Malaysia's healthcare sector stands to benefit from the government's plans to raise health insurance premiums in order to reduce its financial deficit, according to a report from Fitch Solutions.
The government will face challenges in meeting the financial and social service needs of a rising number of senior citizens, which will escalate healthcare costs, and a shrinking productive workforce. As such, funding is Malaysia’s main challenge in achieving a sustainable universal healthcare financing model.
"Malaysia’s medical insurance premiums will increase up to 30% in 2020 on the back of rising healthcare costs.
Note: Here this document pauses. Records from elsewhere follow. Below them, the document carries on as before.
//! Glyph catalog: the corpus searched locally.
//!
//! A catalog is built from a `name → hex` map, the shape of the Nerd Fonts
//! glyph table, or from a list of full records. Entries of the retired
//! `mdi` icon set are dropped, as are names that do not parse.
//!
//! A small sample table is compiled in (see [`GlyphCatalog::bundled`]) so
//! the CLI works without any data file.

use std::collections::BTreeMap;
use std::path::Path;

use miette::Diagnostic;
use serde::Deserialize;
use thiserror::Error;

use crate::glyph::{GlyphError, GlyphRecord, GlyphResult, LookupOptions, lookup_with};

const BUNDLED_GLYPHS: &str = include_str!("../data/glyphs.json");

/// Icon set removed from Nerd Fonts; its code points now belong to `md`.
const RETIRED_GROUPS: &[&str] = &["mdi"];

/// Errors from loading a catalog file.
#[derive(Debug, Error, Diagnostic)]
pub enum CatalogError {
    #[error("failed to read glyph catalog: {path}")]
    #[diagnostic(
        code(nerd::catalog::io),
        help("Check that the catalog file exists and is readable.")
    )]
    Io {
        path: String,
        #[source]
        source: std::io::Error,
    },

    #[error("failed to parse glyph catalog {path}: {message}")]
    #[diagnostic(
        code(nerd::catalog::parse),
        help(
            "A catalog is a JSON object mapping glyph names to hex code points \
             ({{\"nf-md-cat\": \"f011b\"}}) or a JSON array of glyph records."
        )
    )]
    Parse { path: String, message: String },
}

pub type CatalogResult<T> = std::result::Result<T, CatalogError>;

/// On-disk catalog layouts.
#[derive(Deserialize)]
#[serde(untagged)]
enum CatalogFile {
    NameMap(BTreeMap<String, String>),
    Records(Vec<GlyphRecord>),
}

/// Immutable, searchable set of glyph records.
#[derive(Debug, Clone, Default)]
pub struct GlyphCatalog {
    records: Vec<GlyphRecord>,
}

impl GlyphCatalog {
    /// Build from `(glyph name, hex code point)` pairs.
    pub fn from_name_map<I>(entries: I) -> Self
    where
        I: IntoIterator<Item = (String, String)>,
    {
        let mut records = Vec::new();
        let mut retired = 0usize;
        for (name, unicode) in entries {
            match GlyphRecord::from_name(&name, &unicode) {
                Ok(record) if RETIRED_GROUPS.contains(&record.group.as_str()) => retired += 1,
                Ok(record) => records.push(record),
                Err(e) => tracing::warn!("skipping catalog entry: {e}"),
            }
        }
        if retired > 0 {
            tracing::debug!(retired, "dropped glyphs from retired icon sets");
        }
        Self::from_records(records)
    }

    /// Build from complete records. Records are sorted by font name.
    pub fn from_records(mut records: Vec<GlyphRecord>) -> Self {
        records.sort_by(|a, b| a.font_name.cmp(&b.font_name));
        records.dedup_by(|a, b| a.font_name == b.font_name);
        Self { records }
    }

    /// The compiled-in sample catalog.
    pub fn bundled() -> Self {
        Self::parse(BUNDLED_GLYPHS, "<bundled>").unwrap_or_else(|e| {
            tracing::error!("bundled glyph table is invalid: {e}");
            Self::default()
        })
    }

    /// Load a catalog file.
    pub fn load(path: &Path) -> CatalogResult<Self> {
        let data = std::fs::read_to_string(path).map_err(|e| CatalogError::Io {
            path: path.display().to_string(),
            source: e,
        })?;
        let catalog = Self::parse(&data, &path.display().to_string())?;
        tracing::info!(path = %path.display(), glyphs = catalog.len(), "loaded glyph catalog");
        Ok(catalog)
    }

    /// Pick a catalog: an explicit path wins, then `fallback` if the file
    /// exists, then the bundled sample.
    pub fn resolve(explicit: Option<&Path>, fallback: Option<&Path>) -> CatalogResult<Self> {
        if let Some(path) = explicit {
            return Self::load(path);
        }
        match fallback {
            Some(path) if path.is_file() => Self::load(path),
            _ => Ok(Self::bundled()),
        }
    }

    fn parse(data: &str, origin: &str) -> CatalogResult<Self> {
        let file: CatalogFile = serde_json::from_str(data).map_err(|e| CatalogError::Parse {
            path: origin.to_string(),
            message: e.to_string(),
        })?;
        Ok(match file {
            CatalogFile::NameMap(map) => Self::from_name_map(map),
            CatalogFile::Records(records) => Self::from_records(records),
        })
    }

    /// Search the catalog.
    pub fn search(&self, query: &str, options: &LookupOptions) -> Vec<GlyphRecord> {
        lookup_with(&self.records, query, options)
    }

    /// Exact lookup by font name.
    pub fn get(&self, font_name: &str) -> Option<&GlyphRecord> {
        self.records
            .binary_search_by(|r| r.font_name.as_str().cmp(font_name))
            .ok()
            .map(|i| &self.records[i])
    }

    /// Like [`get`](Self::get), but an unknown name is an error.
    pub fn require(&self, font_name: &str) -> GlyphResult<&GlyphRecord> {
        self.get(font_name).ok_or_else(|| GlyphError::UnknownGlyph {
            font_name: font_name.to_string(),
        })
    }

    pub fn records(&self) -> &[GlyphRecord] {
        &self.records
    }

    pub fn len(&self) -> usize {
        self.records.len()
    }

    pub fn is_empty(&self) -> bool {
        self.records.is_empty()
    }
}

#[cfg(test)]
mod tests {
    use super::*;
    use crate::glyph::derive_copy_texts;

    fn pairs(items: &[(&str, &str)]) -> Vec<(String, String)> {
        items
            .iter()
            .map(|(n, u)| (n.to_string(), u.to_string()))
            .collect()
    }

    #[test]
    fn bundled_catalog_is_usable() {
        let catalog = GlyphCatalog::bundled();
        assert!(!catalog.is_empty());
        for record in catalog.records() {
            assert!(
                derive_copy_texts(record).is_ok(),
                "bundled glyph {} has a bad code point",
                record.font_name
            );
            assert_ne!(record.group, "mdi");
        }
        assert_eq!(catalog.get("nf-md-cat").unwrap().unicode, "f011b");
    }

    #[test]
    fn name_map_skips_retired_and_malformed() {
        let catalog = GlyphCatalog::from_name_map(pairs(&[
            ("nf-md-cat", "f011b"),
            ("nf-mdi-cat", "f011b"),
            ("broken", "f000"),
        ]));
        assert_eq!(catalog.len(), 1);
        assert_eq!(catalog.records()[0].font_name, "nf-md-cat");
    }

    #[test]
    fn records_are_sorted_and_deduplicated() {
        let catalog = GlyphCatalog::from_name_map(pairs(&[
            ("nf-md-dog", "f0a43"),
            ("nf-fa-heart", "f004"),
            ("nf-md-cat", "f011b"),
        ]));
        let names: Vec<_> = catalog.records().iter().map(|r| r.font_name.as_str()).collect();
        assert_eq!(names, ["nf-fa-heart", "nf-md-cat", "nf-md-dog"]);

        let mut records = catalog.records().to_vec();
        records.push(records[0].clone());
        assert_eq!(GlyphCatalog::from_records(records).len(), 3);
    }

    #[test]
    fn get_and_require() {
        let catalog = GlyphCatalog::bundled();
        assert!(catalog.get("nf-md-cat").is_some());
        assert!(catalog.get("nf-md-unicorn_rainbow").is_none());
        assert!(matches!(
            catalog.require("nf-md-unicorn_rainbow"),
            Err(GlyphError::UnknownGlyph { .. })
        ));
    }

    #[test]
    fn search_uses_lookup_options() {
        let catalog = GlyphCatalog::bundled();
        let hits = catalog.search("heart", &LookupOptions::default());
        assert!(hits.iter().all(|r| r.description.contains("heart")));
        assert!(hits.len() >= 2);
        assert_eq!(catalog.search("heart", &LookupOptions::with_limit(1)).len(), 1);
    }

    #[test]
    fn load_name_map_file() {
        let dir = tempfile::TempDir::new().unwrap();
        let path = dir.path().join("glyphs.json");
        std::fs::write(&path, r#"{"nf-md-cat": "f011b", "nf-fa-star": "f005"}"#).unwrap();

        let catalog = GlyphCatalog::load(&path).unwrap();
        assert_eq!(catalog.len(), 2);
        assert_eq!(catalog.get("nf-fa-star").unwrap().description, "star");
    }

    #[test]
    fn load_record_array_file() {
        let dir = tempfile::TempDir::new().unwrap();
        let path = dir.path().join("records.json");
        std::fs::write(
            &path,
            r#"[{"font_name":"nf-md-cat","series":"nf","group":"md","unicode":"f011b","description":"cat"}]"#,
        )
        .unwrap();

        let catalog = GlyphCatalog::load(&path).unwrap();
        assert_eq!(catalog.len(), 1);
    }

    #[test]
    fn load_errors() {
        let dir = tempfile::TempDir::new().unwrap();
        let missing = dir.path().join("missing.json");
        assert!(matches!(
            GlyphCatalog::load(&missing),
            Err(CatalogError::Io { .. })
        ));

        let bad = dir.path().join("bad.json");
        std::fs::write(&bad, "[1, 2, 3]").unwrap();
        assert!(matches!(
            GlyphCatalog::load(&bad),
            Err(CatalogError::Parse { .. })
        ));
    }

    #[test]
    fn resolve_prefers_explicit_then_fallback_then_bundled() {
        let dir = tempfile::TempDir::new().unwrap();
        let path = dir.path().join("glyphs.json");
        std::fs::write(&path, r#"{"nf-md-cat": "f011b"}"#).unwrap();
        let absent = dir.path().join("absent.json");

        let (path, absent) = (path.as_path(), absent.as_path());

        assert_eq!(GlyphCatalog::resolve(Some(path), None).unwrap().len(), 1);
        assert_eq!(GlyphCatalog::resolve(None, Some(path)).unwrap().len(), 1);
        assert_eq!(
            GlyphCatalog::resolve(None, Some(absent)).unwrap().len(),
            GlyphCatalog::bundled().len()
        );
        assert!(GlyphCatalog::resolve(Some(absent), None).is_err());
    }
}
Another factor contributing to increase in insurance premiums is the technological advancements in treatments followed by the increase in patient count," the report stated.
The government support for the provision of medical services reinforces the positive outlook for healthcare providers, Fitch said. In October, the Ministry of Health was allocated $7.4b (MYR30.6b) compared with $6.9b (MYR28.7b) in the previous year.
This includes the budget for the construction of new hospitals and the expansion and upgrading of existing ones as well as for the construction and upgrading of health and dental clinics and upgrading of medical equipment. MySalam payment will be expanded to cover new illnesses and those up to 65 years of age from 55.
"As Malaysia’s economy expands, this proportion will increase further, bringing commercial benefits to pharmaceutical companies, medical device manufacturers and healthcare infrastructure firms," Fitch said.
Most other national health insurance schemes have also raised health insurance premiums amidst the COVID-19 pandemic. In May, Indonesia raised premiums for health insurance and also ramped up subsidies for the lowest rate.
The government hiked the lowest premium managed by insurer BPJS Kesehatan by 65% a month starting in July, but announced that it would subsidise all of the increase. Premiums for other policies will be nearly doubled, with the highest rate to reach $1.2 (IDR150,000) a month, with no subsidy provided.
Similarly, in the wake of a recent warning that Taiwan’s National Health Insurance's reserve funds will be fully depleted by the end of 2021, Taiwan's health minister urged a premium hike to maintain the quality and sustainability of the system in October.